Captain Kirk goes out hard

By Guy Hand And Roger Vaughan 12/09/2010 06:57:23 AM Comments (0)

Perhaps, in a strange way, it was a fitting end to the AFL careers of Sydney coach Paul Roos and his courageous captain Brett Kirk.

For so long the masters of the close game, they provided a thriller in their swansong.

Yet just as the Swans did in an epic 2006 grand final, they fell on the wrong side of the sort of result that was a regular by-product of the tough, contested footy played by Kirk and played under Roos.

The five-point semi-final loss to the Western Bulldogs at the MCG spelt the end for Roos, the coach who broke the AFL's longest premiership drought, and Kirk, the rookie list poster boy whose bravery helped him overcome deficiencies to become an elite footballer and a premiership player.

Roos departs to devise the Swans' future - taking charge of the club's academy to develop young NSW-based players.

Kirk, 33, leaves after 241 games - and as testament to his longevity following his 200th consecutive AFL match.

Roos also noted that it was somehow fitting that Kirk, in his last AFL match, had to leave the ground under the blood rule.

One of the game's most fearless players suffered a cut to his mouth in the third term while contesting the ball and, yet again, needed treatment for a collision wound.

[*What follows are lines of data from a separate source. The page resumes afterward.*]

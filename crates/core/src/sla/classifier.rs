//! Pure bucket classification.
//!
//! Two inputs are supported:
//! - elapsed whole days since a contact (wallet staleness), bucketed
//!   `green`/`yellow`/`red` against [`SlaThresholds`]
//! - time remaining until a deadline (ticket SLA), bucketed
//!   `ok`/`warning`/`overdue` against a warning window
//!
//! A missing or unparseable timestamp always lands in the worst bucket.

use chrono::{DateTime, Duration, Utc};
use leadflow_domain::{LeadTemperature, SlaStatus, SlaThresholds, StalenessBucket};

/// Whole days between `since` and `now`, floored and never negative.
pub fn elapsed_days(now: DateTime<Utc>, since: DateTime<Utc>) -> u32 {
    let days = (now - since).num_days().max(0);
    u32::try_from(days).unwrap_or(u32::MAX)
}

/// Bucket for a known number of elapsed days.
pub fn classify_elapsed_days(days: u32, thresholds: &SlaThresholds) -> StalenessBucket {
    if days <= thresholds.low_max() {
        StalenessBucket::Green
    } else if days <= thresholds.mid_max() {
        StalenessBucket::Yellow
    } else {
        StalenessBucket::Red
    }
}

/// Bucket for the time since `since`; `None` is `Red`.
pub fn classify_elapsed(
    now: DateTime<Utc>,
    since: Option<DateTime<Utc>>,
    thresholds: &SlaThresholds,
) -> StalenessBucket {
    match since {
        Some(since) => classify_elapsed_days(elapsed_days(now, since), thresholds),
        None => StalenessBucket::Red,
    }
}

/// Temperature of a lead given its last contact.
pub fn temperature(
    now: DateTime<Utc>,
    last_contact_at: Option<DateTime<Utc>>,
    thresholds: &SlaThresholds,
) -> LeadTemperature {
    classify_elapsed(now, last_contact_at, thresholds).into()
}

/// Status for the time left before a deadline; `None` is `Overdue`.
pub fn classify_remaining(remaining: Option<Duration>, warning_window: Duration) -> SlaStatus {
    match remaining {
        None => SlaStatus::Overdue,
        Some(left) if left < Duration::zero() => SlaStatus::Overdue,
        Some(left) if left <= warning_window => SlaStatus::Warning,
        Some(_) => SlaStatus::Ok,
    }
}

/// `created_at + sla_hours`, or `None` when the sum leaves chrono's range.
pub fn ticket_deadline(created_at: DateTime<Utc>, sla_hours: i64) -> Option<DateTime<Utc>> {
    Duration::try_hours(sla_hours).and_then(|sla| created_at.checked_add_signed(sla))
}

/// Ticket SLA status where `deadline = created_at + sla_hours`.
///
/// A deadline that cannot be represented counts as overdue.
pub fn classify_deadline(
    now: DateTime<Utc>,
    created_at: Option<DateTime<Utc>>,
    sla_hours: i64,
    warning_window: Duration,
) -> SlaStatus {
    let remaining = created_at
        .and_then(|created| ticket_deadline(created, sla_hours))
        .map(|deadline| deadline - now);
    classify_remaining(remaining, warning_window)
}

/// Parse an RFC 3339 timestamp; anything else is `None`.
pub fn parse_timestamp(raw: &str) -> Option<DateTime<Utc>> {
    let trimmed = raw.trim();
    if trimmed.is_empty() {
        return None;
    }
    DateTime::parse_from_rfc3339(trimmed).ok().map(|parsed| parsed.with_timezone(&Utc))
}
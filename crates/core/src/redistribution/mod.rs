//! Redistribution scope, preview and assignment planning

pub mod preview;
pub mod service;

pub use preview::preview;
pub use service::{
    Assignment, AssignmentPlan, RedistributionPlan, RedistributionRequest, RedistributionService,
};
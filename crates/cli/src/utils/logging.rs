use std::time::Duration;

use leadflow_common::{ErrorClassification, ErrorSeverity};
use leadflow_domain::LeadflowError;
use tracing::{error, info, warn};
use tracing_subscriber::EnvFilter;

/// Install the global subscriber. `RUST_LOG` wins over the `info` default.
///
/// Logs go to stderr so stdout stays clean for command output.
pub fn init_tracing(json: bool) -> anyhow::Result<()> {
    let filter = EnvFilter::try_from_default_env().unwrap_or_else(|_| EnvFilter::new("info"));
    let builder = tracing_subscriber::fmt().with_env_filter(filter).with_writer(std::io::stderr);

    let installed = if json {
        builder.json().try_init()
    } else {
        builder.try_init()
    };
    installed.map_err(|e| anyhow::anyhow!("failed to install tracing subscriber: {e}"))
}

/// Log the outcome of a command execution with structured fields.
#[inline]
pub fn log_command_execution(command: &str, elapsed: Duration, error: Option<&LeadflowError>) {
    let duration_ms = elapsed.as_millis() as u64;

    match error {
        None => info!(command, duration_ms, "command_execution_success"),
        Some(err) => match err.severity() {
            ErrorSeverity::Error | ErrorSeverity::Critical => {
                error!(command, duration_ms, error_type = err.label(), error = %err, "command_execution_failure")
            }
            _ => {
                warn!(command, duration_ms, error_type = err.label(), error = %err, "command_execution_failure")
            }
        },
    }
}

/// Process exit code for a failed command.
pub fn exit_code(error: &LeadflowError) -> u8 {
    match error.label() {
        "validation_error" => 2,
        "conflict" => 3,
        "not_found" => 4,
        "transient_store" => 5,
        _ => 1,
    }
}

#[cfg(test)]
mod tests {
    use super::*;

    #[test]
    fn exit_codes_follow_error_labels() {
        assert_eq!(exit_code(&LeadflowError::Validation("x".into())), 2);
        assert_eq!(exit_code(&LeadflowError::Conflict("x".into())), 3);
        assert_eq!(exit_code(&LeadflowError::NotFound("x".into())), 4);
        assert_eq!(exit_code(&LeadflowError::TransientStore("x".into())), 5);
        assert_eq!(exit_code(&LeadflowError::Database("x".into())), 1);
        assert_eq!(exit_code(&LeadflowError::Internal("x".into())), 1);
    }
}
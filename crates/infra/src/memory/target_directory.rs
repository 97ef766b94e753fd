//! Target directory loaded once from a JSON file
//!
//! The file holds an array of targets:
//!
//! ```json
//! [
//!   { "id": "ana", "kind": "user", "name": "Ana", "lead_quota": 3 },
//!   { "id": "north", "kind": "team", "name": "North",
//!     "members": [{ "id": "m1", "name": "Mia" }, { "id": "m2", "name": "Max", "active": false }] }
//! ]
//! ```

use std::collections::HashSet;
use std::path::Path;

use async_trait::async_trait;
use leadflow_core::TargetDirectory;
use leadflow_domain::{DistributionTarget, LeadflowError, Result as DomainResult};
use tracing::info;

#[derive(Debug, Clone, Default)]
pub struct StaticTargetDirectory {
    targets: Vec<DistributionTarget>,
}

impl StaticTargetDirectory {
    /// Build a directory, rejecting duplicate target ids.
    pub fn new(targets: Vec<DistributionTarget>) -> DomainResult<Self> {
        let mut seen = HashSet::new();
        let duplicates: Vec<&str> = targets
            .iter()
            .filter(|target| !seen.insert(target.id.as_str()))
            .map(|target| target.id.as_str())
            .collect();
        if !duplicates.is_empty() {
            return Err(LeadflowError::Config(format!(
                "duplicate target ids: {}",
                duplicates.join(", ")
            )));
        }
        Ok(Self { targets })
    }

    pub fn from_file(path: &Path) -> DomainResult<Self> {
        let contents = std::fs::read_to_string(path).map_err(|e| {
            LeadflowError::Config(format!("Failed to read targets file {}: {e}", path.display()))
        })?;
        let targets: Vec<DistributionTarget> = serde_json::from_str(&contents)
            .map_err(|e| LeadflowError::Config(format!("Invalid targets file: {e}")))?;

        info!(path = %path.display(), count = targets.len(), "distribution targets loaded");
        Self::new(targets)
    }

    pub fn len(&self) -> usize {
        self.targets.len()
    }

    pub fn is_empty(&self) -> bool {
        self.targets.is_empty()
    }
}

#[async_trait]
impl TargetDirectory for StaticTargetDirectory {
    async fn get_target(&self, id: &str) -> DomainResult<DistributionTarget> {
        self.targets
            .iter()
            .find(|target| target.id == id)
            .cloned()
            .ok_or_else(|| LeadflowError::NotFound(format!("target {id}")))
    }

    async fn list_targets(&self) -> DomainResult<Vec<DistributionTarget>> {
        Ok(self.targets.clone())
    }
}
//! Staleness threshold and classification commands

use chrono::{DateTime, Utc};
use leadflow_core::sla::{classify_deadline, parse_timestamp, ticket_deadline};
use leadflow_core::LeadStore;
use leadflow_domain::constants::MAX_TICKET_SLA_HOURS;
use leadflow_domain::{
    LeadTemperature, LeadflowError, Result as DomainResult, SlaStatus, SlaThresholds,
    StalenessBucket,
};
use serde::Serialize;

use crate::context::AppContext;

#[derive(Debug, Clone, PartialEq, Eq, Serialize)]
pub struct LeadClassification {
    pub lead_id: String,
    pub last_contact_at: Option<DateTime<Utc>>,
    pub bucket: StalenessBucket,
    pub temperature: LeadTemperature,
}

#[derive(Debug, Clone, PartialEq, Eq, Serialize)]
pub struct TicketClassification {
    pub created_at: Option<DateTime<Utc>>,
    pub deadline: Option<DateTime<Utc>>,
    pub status: SlaStatus,
}

pub async fn set_thresholds(ctx: &AppContext, low: u32, mid: u32) -> DomainResult<SlaThresholds> {
    ctx.staleness.set_thresholds(low, mid).await
}

pub async fn show_thresholds(ctx: &AppContext) -> DomainResult<SlaThresholds> {
    ctx.staleness.thresholds().await
}

pub async fn classify_lead(ctx: &AppContext, lead_id: &str) -> DomainResult<LeadClassification> {
    let lead = ctx.leads.get_by_id(lead_id).await?;
    let bucket = ctx.staleness.classify_lead(&lead).await?;

    Ok(LeadClassification {
        lead_id: lead.id,
        last_contact_at: lead.last_contact_at,
        bucket,
        temperature: bucket.into(),
    })
}

pub async fn classify_ticket(
    ctx: &AppContext,
    created_at: &str,
    sla_hours: i64,
) -> DomainResult<TicketClassification> {
    if !(1..=MAX_TICKET_SLA_HOURS).contains(&sla_hours) {
        return Err(LeadflowError::Validation(format!(
            "sla_hours must be between 1 and {MAX_TICKET_SLA_HOURS}, got {sla_hours}"
        )));
    }

    let created_at = parse_timestamp(created_at);
    let status =
        classify_deadline(ctx.clock.now(), created_at, sla_hours, ctx.config.sla.ticket_warning());

    Ok(TicketClassification {
        created_at,
        deadline: created_at.and_then(|created| ticket_deadline(created, sla_hours)),
        status,
    })
}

"It would be a real shame if the guys didn't continue to play the way Kirky has played his footy, which has been fantastic," Roos said.

But there was only raw emotion for Kirk soon after his AFL swansong.

"You're just gutted ... you're a week away from playing in a preliminary final to get yourself into a grand final," he said.

"You're gutted for yourself and your team-mates.

"At this point, I have no reflection at all - for me, it was more about that I was always going to leave it all out on the field.

"I was go and go and go until I fell over - I had a bit of a dog tonight, but I kept cracking in."

There was a Zen-like symmetry in their demise, plotted by the man who effectively started Roos' senior coaching career.

Rodney Eade - shown the door by the Swans in late 2002 and replaced by Roos - marshalled his troops including ex-Sydney bad boy Barry Hall.

Perhaps best afield for the Bulldogs, Hall booted four goals against his old club and set up a fourth-quarter Daniel Giansiracusa goal to break open a three-quarter-time deadlock.

Bulldogs and Swans players made a guard of honour for Kirk as team-mates Adam Goodes and Ryan O'Keefe chaired him from the field.

He was beaten and battered, but the practising Buddhist retired a champion.